• WHAT THE TASK REQUIRES
The output must match the entries below exactly.

• SUPPLIED RECORDS
• • • •

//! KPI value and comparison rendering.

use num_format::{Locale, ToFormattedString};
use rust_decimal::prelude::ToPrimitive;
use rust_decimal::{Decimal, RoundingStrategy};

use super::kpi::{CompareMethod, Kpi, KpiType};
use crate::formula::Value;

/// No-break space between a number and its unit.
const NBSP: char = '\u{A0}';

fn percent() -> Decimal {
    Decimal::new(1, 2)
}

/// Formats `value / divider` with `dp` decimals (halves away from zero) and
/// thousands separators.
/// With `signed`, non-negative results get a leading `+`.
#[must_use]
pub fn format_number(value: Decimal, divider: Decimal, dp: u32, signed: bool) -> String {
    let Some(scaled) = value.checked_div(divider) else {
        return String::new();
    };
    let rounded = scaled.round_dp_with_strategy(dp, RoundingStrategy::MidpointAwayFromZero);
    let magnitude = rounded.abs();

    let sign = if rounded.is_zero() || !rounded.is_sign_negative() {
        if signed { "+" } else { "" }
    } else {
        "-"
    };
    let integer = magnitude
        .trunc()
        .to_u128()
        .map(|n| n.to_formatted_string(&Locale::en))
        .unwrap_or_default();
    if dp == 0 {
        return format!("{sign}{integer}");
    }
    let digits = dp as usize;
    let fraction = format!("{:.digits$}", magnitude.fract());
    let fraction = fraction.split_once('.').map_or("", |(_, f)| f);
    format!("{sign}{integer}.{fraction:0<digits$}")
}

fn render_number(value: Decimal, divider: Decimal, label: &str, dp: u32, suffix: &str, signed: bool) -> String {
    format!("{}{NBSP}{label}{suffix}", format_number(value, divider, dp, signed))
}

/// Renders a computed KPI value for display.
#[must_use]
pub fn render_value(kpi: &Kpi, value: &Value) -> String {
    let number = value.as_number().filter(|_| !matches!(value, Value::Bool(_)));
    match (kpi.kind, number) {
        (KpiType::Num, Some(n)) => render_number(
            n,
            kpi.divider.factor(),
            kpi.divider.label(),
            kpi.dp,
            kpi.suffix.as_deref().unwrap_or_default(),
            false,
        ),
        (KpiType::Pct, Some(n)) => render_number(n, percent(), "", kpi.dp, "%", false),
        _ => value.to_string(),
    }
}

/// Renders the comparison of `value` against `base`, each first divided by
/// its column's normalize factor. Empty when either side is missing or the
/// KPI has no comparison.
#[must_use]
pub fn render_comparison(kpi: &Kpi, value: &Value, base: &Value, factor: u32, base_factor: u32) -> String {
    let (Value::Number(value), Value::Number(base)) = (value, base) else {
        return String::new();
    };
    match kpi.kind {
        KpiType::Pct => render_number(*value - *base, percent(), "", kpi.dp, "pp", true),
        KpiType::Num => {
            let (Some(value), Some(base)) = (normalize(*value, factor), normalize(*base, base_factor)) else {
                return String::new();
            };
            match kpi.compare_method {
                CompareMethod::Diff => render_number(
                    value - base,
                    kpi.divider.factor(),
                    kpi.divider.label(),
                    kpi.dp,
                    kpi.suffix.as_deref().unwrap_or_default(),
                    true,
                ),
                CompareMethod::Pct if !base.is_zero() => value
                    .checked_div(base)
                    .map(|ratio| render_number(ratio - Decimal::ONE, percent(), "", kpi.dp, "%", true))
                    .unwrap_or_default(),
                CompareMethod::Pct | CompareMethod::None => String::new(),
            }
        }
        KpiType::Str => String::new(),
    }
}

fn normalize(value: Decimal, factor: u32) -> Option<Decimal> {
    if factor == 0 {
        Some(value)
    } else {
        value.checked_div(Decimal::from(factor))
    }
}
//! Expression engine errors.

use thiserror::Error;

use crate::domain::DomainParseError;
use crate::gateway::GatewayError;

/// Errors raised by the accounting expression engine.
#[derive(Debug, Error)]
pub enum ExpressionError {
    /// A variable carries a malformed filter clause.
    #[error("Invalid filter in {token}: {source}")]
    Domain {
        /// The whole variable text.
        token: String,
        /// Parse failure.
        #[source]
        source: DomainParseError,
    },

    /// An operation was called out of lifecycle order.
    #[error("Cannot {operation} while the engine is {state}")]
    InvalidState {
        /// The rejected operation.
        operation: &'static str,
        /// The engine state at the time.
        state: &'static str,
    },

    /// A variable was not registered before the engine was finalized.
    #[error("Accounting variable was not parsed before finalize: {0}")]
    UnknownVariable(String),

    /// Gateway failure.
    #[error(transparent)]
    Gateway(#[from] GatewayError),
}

• • • •

• ANSWER TO THIS PROBLEM
//! KPI value and comparison rendering.

use num_format::{Locale, ToFormattedString};
use rust_decimal::prelude::ToPrimitive;
use rust_decimal::{Decimal, RoundingStrategy};

use super::kpi::{CompareMethod, Kpi, KpiType};
use crate::formula::Value;

/// No-break space between a number and its unit.
const NBSP: char = '\u{A0}';

fn percent() -> Decimal {
    Decimal::new(1, 2)
}

/// Formats `value / divider` with `dp` decimals (halves away from zero) and
/// thousands separators.
/// With `signed`, non-negative results get a leading `+`.
#[must_use]
pub fn format_number(value: Decimal, divider: Decimal, dp: u32, signed: bool) -> String {
    let Some(scaled) = value.checked_div(divider) else {
        return String::new();
    };
    let rounded = scaled.round_dp_with_strategy(dp, RoundingStrategy::MidpointAwayFromZero);
    let magnitude = rounded.abs();

    let sign = if rounded.is_zero() || !rounded.is_sign_negative() {
        if signed { "+" } else { "" }
    } else {
        "-"
    };
    let integer = magnitude
        .trunc()
        .to_u128()
        .map(|n| n.to_formatted_string(&Locale::en))
        .unwrap_or_default();
    if dp == 0 {
        return format!("{sign}{integer}");
    }
    let digits = dp as usize;
    let fraction = format!("{:.digits$}", magnitude.fract());
    let fraction = fraction.split_once('.').map_or("", |(_, f)| f);
    format!("{sign}{integer}.{fraction:0<digits$}")
}

fn render_number(value: Decimal, divider: Decimal, label: &str, dp: u32, suffix: &str, signed: bool) -> String {
    format!("{}{NBSP}{label}{suffix}", format_number(value, divider, dp, signed))
}

/// Renders a computed KPI value for display.
#[must_use]
pub fn render_value(kpi: &Kpi, value: &Value) -> String {
    let number = value.as_number().filter(|_| !matches!(value, Value::Bool(_)));
    match (kpi.kind, number) {
        (KpiType::Num, Some(n)) => render_number(
            n,
            kpi.divider.factor(),
            kpi.divider.label(),
            kpi.dp,
            kpi.suffix.as_deref().unwrap_or_default(),
            false,
        ),
        (KpiType::Pct, Some(n)) => render_number(n, percent(), "", kpi.dp, "%", false),
        _ => value.to_string(),
    }
}

/// Renders the comparison of `value` against `base`, each first divided by
/// its column's normalize factor. Empty when either side is missing or the
/// KPI has no comparison.
#[must_use]
pub fn render_comparison(kpi: &Kpi, value: &Value, base: &Value, factor: u32, base_factor: u32) -> String {
    let (Value::Number(value), Value::Number(base)) = (value, base) else {
        return String::new();
    };
    match kpi.kind {
        KpiType::Pct => render_number(*value - *base, percent(), "", kpi.dp, "pp", true),
        KpiType::Num => {
            let (Some(value), Some(base)) = (normalize(*value, factor), normalize(*base, base_factor)) else {
                return String::new();
            };
            match kpi.compare_method {
                CompareMethod::Diff => render_number(
                    value - base,
                    kpi.divider.factor(),
                    kpi.divider.label(),
                    kpi.dp,
                    kpi.suffix.as_deref().unwrap_or_default(),
                    true,
                ),
                CompareMethod::Pct if !base.is_zero() => value
                    .checked_div(base)
                    .map(|ratio| render_number(ratio - Decimal::ONE, percent(), "", kpi.dp, "%", true))
                    .unwrap_or_default(),
                CompareMethod::Pct | CompareMethod::None => String::new(),
            }
        }
        KpiType::Str => String::new(),
    }
}

fn normalize(value: Decimal, factor: u32) -> Option<Decimal> {
    if factor == 0 {
        Some(value)
    } else {
        value.checked_div(Decimal::from(factor))
    }
}
//! Expression engine errors.

use thiserror::Error;

use crate::domain::DomainParseError;
use crate::gateway::GatewayError;

/// Errors raised by the accounting expression engine.
#[derive(Debug, Error)]
pub enum ExpressionError {
    /// A variable carries a malformed filter clause.
    #[error("Invalid filter in {token}: {source}")]
    Domain {
        /// The whole variable text.
        token: String,
        /// Parse failure.
        #[source]
        source: DomainParseError,
    },

    /// An operation was called out of lifecycle order.
    #[error("Cannot {operation} while the engine is {state}")]
    InvalidState {
        /// The rejected operation.
        operation: &'static str,
        /// The engine state at the time.
        state: &'static str,
    },

    /// A variable was not registered before the engine was finalized.
    #[error("Accounting variable was not parsed before finalize: {0}")]
    UnknownVariable(String),

    /// Gateway failure.
    #[error(transparent)]
    Gateway(#[from] GatewayError),
}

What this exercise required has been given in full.